QUANT À L’INVESTISSEMENT 1 : PARTENARIATS AVEC LES ACTEURS DU SECTEUR DE LA PRODUCTION AUDIOVISUELLE

 

Sur les deux contrôles réalisés, la RTBF satisfait largement à son obligation. L’éditeur investit 41M€ euros supplémentaires, soit un excédent de 54,9% par rapport aux seuils imposés.

Les investissements éligibles à l’article 12.3 peuvent prendre des formes variées schématisées ci-dessus en 4 catégories principales : les contrats de coproduction avec des producteurs indépendants représentent 24% du montant investi sur les deux exercices, les achats/commandes de programmes 14%, les prestations techniques 32%. Enfin, les paiements en droits d’auteurs et droits voisins s’élèvent à 30% du total.

Le libellé de l’article 12.3 inclut toute société belge et ne limite donc pas les investissements éligibles aux seuls prestataires établis en Fédération Wallonie-Bruxelles. Néanmoins, la RTBF s’est jusqu’ici prioritairement adressée à des partenaires belges francophones. Sur la période 2019-2020, les investissements sont à 81% consentis sur le marché de la Fédération Wallonie-Bruxelles (75% en 2019 et 85% en 2020).

Observations

L’investissement 1 constitue une nouveauté du cinquième Contrat de gestion. Son effet est de baliser l’externalisation par la RTBF de différents apports en production. L’objectif est de consolider le secteur audiovisuel dans sa globalité en permettant à chacune de ses composantes de collaborer avec l’éditeur de service public, que ce soit ponctuellement ou de façon plus pérenne.
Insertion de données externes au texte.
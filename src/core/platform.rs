// ─── Platform identifiers ───
// Each upstream names operating systems and architectures differently.

use crate::core::error::{LauncherError, LauncherResult};

#[derive(Debug, Clone, Copy, PartialEq, Eq)]
pub enum Os {
    Linux,
    Windows,
    MacOs,
}

#[derive(Debug, Clone, Copy, PartialEq, Eq)]
pub enum Arch {
    X64,
    X86,
    Aarch64,
}

#[derive(Debug, Clone, Copy, PartialEq, Eq)]
pub struct Platform {
    pub os: Os,
    pub arch: Arch,
}

impl Platform {
    pub fn new(os: Os, arch: Arch) -> Self {
        Self { os, arch }
    }

    /// The platform this binary was built for.
    pub fn current() -> LauncherResult<Self> {
        Self::from_names(std::env::consts::OS, std::env::consts::ARCH)
    }

    pub fn from_names(os: &str, arch: &str) -> LauncherResult<Self> {
        let os = match os {
            "linux" => Os::Linux,
            "windows" => Os::Windows,
            "macos" => Os::MacOs,
            other => return Err(LauncherError::UnsupportedPlatform(other.to_string())),
        };
        let arch = match arch {
            "x86_64" | "AMD64" => Arch::X64,
            "x86" | "i686" => Arch::X86,
            "aarch64" => Arch::Aarch64,
            other => return Err(LauncherError::UnsupportedPlatform(other.to_string())),
        };
        Ok(Self { os, arch })
    }

    /// `os` query parameter of the Adoptium API.
    pub fn adoptium_os(&self) -> &'static str {
        match self.os {
            Os::Linux => "linux",
            Os::Windows => "windows",
            Os::MacOs => "mac",
        }
    }

    /// `architecture` query parameter of the Adoptium API.
    pub fn adoptium_arch(&self) -> &'static str {
        match self.arch {
            Arch::X64 => "x64",
            Arch::X86 => "x86",
            Arch::Aarch64 => "aarch64",
        }
    }

    /// Platform segment of the OpenJFX SDK file name, e.g. `linux-x64`.
    pub fn javafx_id(&self) -> String {
        let os = match self.os {
            Os::Linux => "linux",
            Os::Windows => "windows",
            Os::MacOs => "osx",
        };
        format!("{}-{}", os, self.adoptium_arch())
    }

    /// Platform id used by the Wurm manifest (`linux64`, `win32`, ...).
    pub fn wurm_id(&self) -> LauncherResult<String> {
        let system = match self.os {
            Os::Linux => "linux",
            Os::Windows => "win",
            Os::MacOs => {
                return Err(LauncherError::UnsupportedPlatform(
                    "the Wurm client ships no macOS natives".into(),
                ))
            }
        };
        let bits = match self.arch {
            Arch::X64 => "64",
            Arch::X86 => "32",
            Arch::Aarch64 => {
                return Err(LauncherError::UnsupportedPlatform(
                    "the Wurm client ships no aarch64 natives".into(),
                ))
            }
        };
        Ok(format!("{system}{bits}"))
    }

    pub fn java_exe(&self) -> &'static str {
        match self.os {
            Os::Windows => "java.exe",
            _ => "java",
        }
    }

    /// Environment variable the dynamic loader searches for native libraries.
    pub fn library_path_var(&self) -> &'static str {
        match self.os {
            Os::Linux => "LD_LIBRARY_PATH",
            Os::Windows => "PATH",
            Os::MacOs => "DYLD_LIBRARY_PATH",
        }
    }

    pub fn path_list_separator(&self) -> &'static str {
        match self.os {
            Os::Windows => ";",
            _ => ":",
        }
    }
}
//! Individual WebSocket connection handle.

use std::sync::atomic::{AtomicBool, Ordering};

use chrono::{DateTime, Utc};
use serde::{Deserialize, Serialize};
use tokio::sync::{Notify, RwLock, mpsc};
use tokio::time::Instant;
use uuid::Uuid;

use jamhub_core::types::Identity;

/// Unique connection identifier
pub type ConnectionId = Uuid;

/// A handle to a single WebSocket connection.
///
/// Holds the bounded queue of serialized frames waiting to be written to the
/// socket, plus the identity the connection speaks for.
#[derive(Debug)]
pub struct ConnectionHandle {
    /// Unique connection ID
    pub id: ConnectionId,
    /// Identity this connection acts as
    pub identity: Identity,
    /// Sender for serialized outbound frames
    sender: mpsc::Sender<String>,
    /// When the connection was established
    pub connected_at: DateTime<Utc>,
    /// Last inbound frame
    last_activity: RwLock<DateTime<Utc>>,
    /// Last pong received
    last_pong: RwLock<Instant>,
    /// Whether the connection is still alive
    alive: AtomicBool,
    /// Wakes the socket loop once the connection is marked dead
    close_signal: Notify,
}

impl ConnectionHandle {
    /// Create a new connection handle
    pub fn new(identity: Identity, sender: mpsc::Sender<String>) -> Self {
        let now = Utc::now();
        Self {
            id: Uuid::new_v4(),
            identity,
            sender,
            connected_at: now,
            last_activity: RwLock::new(now),
            last_pong: RwLock::new(Instant::now()),
            alive: AtomicBool::new(true),
            close_signal: Notify::new(),
        }
    }

    /// Queue a frame without waiting.
    ///
    /// A full queue drops the frame. A closed queue marks the connection dead.
    pub fn send(&self, frame: String) -> bool {
        if !self.is_alive() {
            return false;
        }
        match self.sender.try_send(frame) {
            Ok(()) => true,
            Err(mpsc::error::TrySendError::Full(_)) => {
                tracing::warn!(conn_id = %self.id, "Send buffer full, dropping frame");
                false
            }
            Err(mpsc::error::TrySendError::Closed(_)) => {
                self.mark_dead();
                false
            }
        }
    }

    /// Check if connection is alive
    pub fn is_alive(&self) -> bool {
        self.alive.load(Ordering::SeqCst)
    }

    /// Mark connection as dead and wake its socket loop
    pub fn mark_dead(&self) {
        if self.alive.swap(false, Ordering::SeqCst) {
            self.close_signal.notify_one();
        }
    }

    /// Resolves once the connection has been marked dead.
    pub async fn closed(&self) {
        if !self.is_alive() {
            return;
        }
        self.close_signal.notified().await;
    }

    /// Update last activity timestamp
    pub async fn touch(&self) {
        *self.last_activity.write().await = Utc::now();
    }

    /// Record a pong response
    pub async fn record_pong(&self) {
        *self.last_pong.write().await = Instant::now();
    }

    /// When the last pong arrived
    pub async fn last_pong(&self) -> Instant {
        *self.last_pong.read().await
    }

    /// Get a snapshot of connection info
    pub async fn info(&self) -> ConnectionInfo {
        ConnectionInfo {
            id: self.id,
            identity: self.identity.clone(),
            connected_at: self.connected_at,
            last_activity: *self.last_activity.read().await,
            alive: self.is_alive(),
        }
    }
}

/// Snapshot of connection info (serializable)
#[derive(Debug, Clone, Serialize, Deserialize)]
pub struct ConnectionInfo {
    /// Connection ID
    pub id: ConnectionId,
    /// Identity
    pub identity: Identity,
    /// Connected at
    pub connected_at: DateTime<Utc>,
    /// Last activity
    pub last_activity: DateTime<Utc>,
    /// Is alive
    pub alive: bool,
}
L’investissement 1 recouvre un champ de contrats éligibles très large, allant, par exemple, de la rémunération d’un artiste pour le passage d’un titre musical en radio (au travers d’un versement à une société de gestion collective), à la rémunération d’un caméraman indépendant, en passant par l’achat de formats de programmes télévisuels de flux. En outre, l’investissement 1 peut être consenti sur la Belgique entière, ce qui rend éligibles les partenariats noués par la RTBF sur le marché audiovisuel flamand.

En résumé, il semble que les objectifs de cet investissement 1, s’ils ont toute leur utilité, peuvent néanmoins être perçus comme dilués, tant sectoriellement que géographiquement. Il conviendrait, en conséquence, de mieux baliser la répartition de ces investissements afin qu’ils poursuivent une politique audiovisuelle plus ciblée.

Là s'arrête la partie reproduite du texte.